TL;DR
This paper reviews signatures and models of ultra-high-energy cosmic rays, comparing observational data from different detectors with theoretical predictions, and discusses implications for cosmic ray origins and composition.
Contribution
It provides a comprehensive analysis of spectral features, composition measurements, and models, highlighting discrepancies and constraints from recent experimental data.
Findings
HiRes and TA data support proton-dominated composition at 1-3 EeV.
Auger data indicate a transition to heavier nuclei above 4 EeV.

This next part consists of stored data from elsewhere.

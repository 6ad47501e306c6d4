//! Scenario loading: build a configured [`CountryLedger`] from a JSON file.
//!
//! A scenario is the startup description the presentation layer (or a batch
//! runner) feeds the core: the rng seed, the opening funds balance, the
//! shared fiscal rates, and one entry per city. Range validation happens
//! here, before anything reaches the core's transition logic.
//!
//! ```json
//! {
//!     "seed": 42,
//!     "funds": 100000.0,
//!     "rates": { "tax_per_capita": 1.5, "vaccination_cost": 8.0, "relief_cost": 3.0 },
//!     "cities": [
//!         { "population": 1000000, "transport_density": 1.2, "vaccination_quota": 5000 },
//!         { "population": 50000 }
//!     ]
//! }
//! ```

use crate::city::{CityEconomy, CITY_MAX_POPULATION, CITY_MIN_POPULATION};
use crate::country::{CountryLedger, FiscalRates};
use crate::error::EpicityError;
use log::info;
use serde::{Deserialize, Serialize};
use std::fs;
use std::path::Path;

fn default_transport_density() -> f64 {
    1.0
}

/// One configured city. Fields are signed so that out-of-range input is
/// reported as a domain error rather than a parse error.
#[derive(Clone, Debug, Serialize, Deserialize)]
pub struct CityPlan {
    pub population: i64,
    #[serde(default = "default_transport_density")]
    pub transport_density: f64,
    #[serde(default)]
    pub vaccination_quota: i64,
}

/// A complete startup description of a country.
#[derive(Clone, Debug, Serialize, Deserialize)]
pub struct Scenario {
    #[serde(default)]
    pub seed: u64,
    #[serde(default)]
    pub funds: f64,
    #[serde(default)]
    pub rates: FiscalRates,
    pub cities: Vec<CityPlan>,
}

impl Scenario {
    /// Parse a scenario from JSON text.
    ///
    /// # Errors
    /// `JsonError` on malformed input.
    pub fn from_json(text: &str) -> Result<Self, EpicityError> {
        Ok(serde_json::from_str(text)?)
    }

    /// Read and parse a scenario file.
    ///
    /// # Errors
    /// `IoError` if the file cannot be read, `JsonError` on malformed input.
    pub fn from_file<P: AsRef<Path>>(path: P) -> Result<Self, EpicityError> {
        let text = fs::read_to_string(path)?;
        Self::from_json(&text)
    }

    /// Validate the plan and build a ready [`CountryLedger`].
    ///
    /// # Errors
    /// `InvalidPopulation` for a population outside
    /// `CITY_MIN_POPULATION..=CITY_MAX_POPULATION`, `InvalidQuota` for a
    /// negative vaccination quota.
    #[allow(clippy::cast_possible_wrap, clippy::cast_sign_loss)]
    pub fn build(&self) -> Result<CountryLedger, EpicityError> {
        let mut country = CountryLedger::new(self.seed);
        country.set_funds(self.funds);
        country.set_tax_per_capita(self.rates.tax_per_capita);
        country.set_vaccination_cost(self.rates.vaccination_cost);
        country.set_relief_cost(self.rates.relief_cost);

        for plan in &self.cities {
            if plan.population < CITY_MIN_POPULATION as i64
                || plan.population > CITY_MAX_POPULATION as i64
            {
                return Err(EpicityError::InvalidPopulation(plan.population));
            }
            if plan.vaccination_quota < 0 {
                return Err(EpicityError::InvalidQuota(plan.vaccination_quota));
            }

            let mut city = CityEconomy::with_population(plan.population as u64)?;
            city.set_transport_density(plan.transport_density);
            city.set_vaccination_quota(plan.vaccination_quota as u64);
            country.add_city(&city);
        }
        info!(
            "built scenario: {} cities, funds={:.2}, seed={}",
            self.cities.len(),
            self.funds,
            self.seed
        );
        Ok(country)
    }
}
//! The country-level ledger: an ordered collection of cities coupled through
//! a single funds pool.
//!
//! City order is load-bearing. Each weekly step walks the cities in insertion
//! order, recomputes the affordable vaccination budget from the *current*
//! funds balance before every city's turn, and applies that city's fiscal
//! delta immediately — so cities earlier in the list are served first and can
//! exhaust the shared budget for cities later in the same step. Reordering or
//! parallelizing city steps changes the result.

use crate::city::CityEconomy;
use crate::infection::{ForceOfInfection, InfectionModel};
use log::{debug, info};
use rand::rngs::StdRng;
use rand::SeedableRng;
use serde::{Deserialize, Serialize};

/// The shared fiscal rates applied to every city's step.
#[derive(Clone, Copy, Debug, Default, PartialEq, Serialize, Deserialize)]
pub struct FiscalRates {
    /// Weekly tax collected per healthy working resident.
    #[serde(default)]
    pub tax_per_capita: f64,
    /// Cost of one vaccine dose.
    #[serde(default)]
    pub vaccination_cost: f64,
    /// Weekly relief paid per eligible resident.
    #[serde(default)]
    pub relief_cost: f64,
}

/// The ordered cities of a country, their shared fiscal rates, the funds
/// balance (signed; deficits are allowed), and the seedable random source
/// every stochastic transition draws from.
#[derive(Debug)]
pub struct CountryLedger {
    cities: Vec<CityEconomy>,
    rates: FiscalRates,
    funds: f64,
    rng: StdRng,
}

impl CountryLedger {
    /// A country with no cities, zero rates, zero funds, and a random source
    /// seeded with `seed`. The same seed reproduces an identical sequence of
    /// state transitions.
    #[must_use]
    pub fn new(seed: u64) -> Self {
        Self {
            cities: Vec::new(),
            rates: FiscalRates::default(),
            funds: 0.0,
            rng: StdRng::seed_from_u64(seed),
        }
    }

    /// Re-seed the random source, e.g. to replay a run.
    pub fn reseed(&mut self, seed: u64) {
        self.rng = StdRng::seed_from_u64(seed);
    }

    /// Append an independent copy of `template` to the end of the city list.
    /// The stored city shares no state with the template.
    pub fn add_city(&mut self, template: &CityEconomy) {
        self.cities.push(template.clone());
        debug!(
            "added city #{} population={}",
            self.cities.len() - 1,
            template.population()
        );
    }

    /// Remove and return the city at `index`, shifting later cities up in
    /// fiscal precedence. Returns `None` if the index is out of range.
    pub fn remove_city(&mut self, index: usize) -> Option<CityEconomy> {
        if index < self.cities.len() {
            Some(self.cities.remove(index))
        } else {
            None
        }
    }

    #[must_use]
    pub fn cities(&self) -> &[CityEconomy] {
        &self.cities
    }

    #[must_use]
    pub fn city(&self, index: usize) -> Option<&CityEconomy> {
        self.cities.get(index)
    }

    pub fn city_mut(&mut self, index: usize) -> Option<&mut CityEconomy> {
        self.cities.get_mut(index)
    }

    #[must_use]
    pub fn funds(&self) -> f64 {
        self.funds
    }

    pub fn set_funds(&mut self, value: f64) {
        self.funds = value;
    }

    #[must_use]
    pub fn rates(&self) -> &FiscalRates {
        &self.rates
    }

    pub fn set_tax_per_capita(&mut self, value: f64) {
        self.rates.tax_per_capita = value;
    }

    pub fn set_vaccination_cost(&mut self, value: f64) {
        self.rates.vaccination_cost = value;
    }

    pub fn set_relief_cost(&mut self, value: f64) {
        self.rates.relief_cost = value;
    }

    /// Advance the whole country by one week with the standard
    /// force-of-infection model. Returns the aggregate fiscal delta; the
    /// funds balance has already been updated when this returns.
    pub fn step(&mut self, month: u32) -> f64 {
        self.step_with_model(month, &ForceOfInfection)
    }

    /// Advance the whole country by one week with a caller-supplied infection
    /// model (see [`InfectionModel`]).
    pub fn step_with_model(&mut self, month: u32, model: &dyn InfectionModel) -> f64 {
        let rates = self.rates;
        let mut aggregate_delta = 0.0;
        for (index, city) in self.cities.iter_mut().enumerate() {
            let budget = affordable_doses(self.funds, rates.vaccination_cost);
            let delta = city.step(month, budget, &rates, model, &mut self.rng);
            self.funds += delta;
            aggregate_delta += delta;
            debug!(
                "city #{index}: budget={budget} delta={delta:.2} funds={:.2}",
                self.funds
            );
        }
        info!(
            "country step month={month}: delta={aggregate_delta:.2} funds={:.2}",
            self.funds
        );
        aggregate_delta
    }
}

/// How many doses the current funds can pay for. A zero or negative dose cost
/// must not crash the division, and a deficit affords nothing.
fn affordable_doses(funds: f64, vaccination_cost: f64) -> u64 {
    if vaccination_cost <= 0.0 {
        return 0;
    }
    let doses = (funds / vaccination_cost).floor();
    if doses > 0.0 {
        #[allow(clippy::cast_possible_truncation, clippy::cast_sign_loss)]
        {
            doses as u64
        }
    } else {
        0
    }
}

Ankle models with E_a > 3 EeV are disfavored by anisotropy and elongation data.
Abstract
The signatures of Ultra High Energy (E >1 EeV) proton propagation through CMB radiation are pair-production dip and GZK cutoff. The visible characteristics of these two spectral features are ankle, which is intrinsic part of the dip, beginning of GZK cutoff in the differential spectrum and E_{1/2} in integral spectrum. Measured by HiRes and Telescope Array (TA) these characteristics agree with theoretical predictions. However, directly measured mass composition remains a puzzle. While HiRes and TA detectors observe the proton dominated mass composition, the data of Auger detector strongly evidence for nuclei mass composition becoming progressively heavier at energy higher than 4 EeV and reaching Iron at energy about 35 EeV. The models based on the Auger and HiRes/TA data are considered independently and classified using the transition from galactic to extragalactic cosmic rays. The…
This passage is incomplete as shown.